Try it >> The response should hold each line from the entries below where "Serialize" is found.

Recorded information >>
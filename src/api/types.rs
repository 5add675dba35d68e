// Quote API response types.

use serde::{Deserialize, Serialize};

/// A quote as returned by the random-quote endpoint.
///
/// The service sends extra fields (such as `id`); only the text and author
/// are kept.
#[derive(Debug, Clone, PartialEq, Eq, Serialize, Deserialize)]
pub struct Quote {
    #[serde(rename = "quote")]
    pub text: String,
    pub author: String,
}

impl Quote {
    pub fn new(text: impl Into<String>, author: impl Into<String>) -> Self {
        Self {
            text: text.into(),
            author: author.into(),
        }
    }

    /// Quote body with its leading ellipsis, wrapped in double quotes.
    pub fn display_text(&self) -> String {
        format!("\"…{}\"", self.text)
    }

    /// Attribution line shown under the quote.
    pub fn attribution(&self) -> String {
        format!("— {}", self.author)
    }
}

Reply >>
use serde::{Deserialize, Serialize};
#[derive(Debug, Clone, PartialEq, Eq, Serialize, Deserialize)]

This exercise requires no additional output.